Enderûnlu Fâzıl (1757–1810) was an Ottoman poet who depicted the beauty of men from various lands of the Ottoman Empire.

He achieved fame through his erotic works, which were published posthumously. Among his most famous works is The Book of Women, which was banned in the Ottoman Empire. The book describes the advantages and disadvantages of women from different nations.

Life
Fâzıl was born in Acre into an Arab family originally of Medina. He spent his early years in Safed in Ottoman Palestine.
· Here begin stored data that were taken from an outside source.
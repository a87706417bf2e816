// src/commands/check.rs

use std::process::ExitCode;

use crate::cli::ColorMode;
use crate::errors::render_to_stderr;
use crate::scenarios::Scenario;
use callsite_codegen::ExecutionStrategy;

/// Run every scenario under the selected strategies; failures are rendered
/// as they occur and the exit code reports whether any were seen.
pub fn check_scenarios(strategy: Option<ExecutionStrategy>, color: ColorMode) -> ExitCode {
    let strategies: Vec<ExecutionStrategy> = match strategy {
        Some(strategy) => vec![strategy],
        None => ExecutionStrategy::ALL.to_vec(),
    };

    let mut passed = 0usize;
    let mut failed = 0usize;
    for strategy in strategies {
        for scenario in Scenario::ALL {
            match scenario.check(strategy) {
                Ok(outcome) => {
                    passed += 1;
                    println!(
                        "ok    {:20} {:12} {}",
                        scenario.name(),
                        strategy.name(),
                        outcome.rendered_results()
                    );
                }
                Err(err) => {
                    failed += 1;
                    println!("FAIL  {:20} {:12}", scenario.name(), strategy.name());
                    render_to_stderr(&err, color);
                }
            }
        }
    }

    println!("\n{passed} passed, {failed} failed");
    if failed == 0 {
        ExitCode::SUCCESS
    } else {
        ExitCode::FAILURE
    }
}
His grandfather Zahir al-Umar and father Ali Tâhir were both executed (in 1775 and 1776, respectively) for participating in a rebellion. After his father's death, Fâzıl moved to Istanbul. There, he was admitted to the Enderun palace school (taking the name Enderuni or Enderûnlu), but was expelled in 1783 as a result of his love affairs with other men there.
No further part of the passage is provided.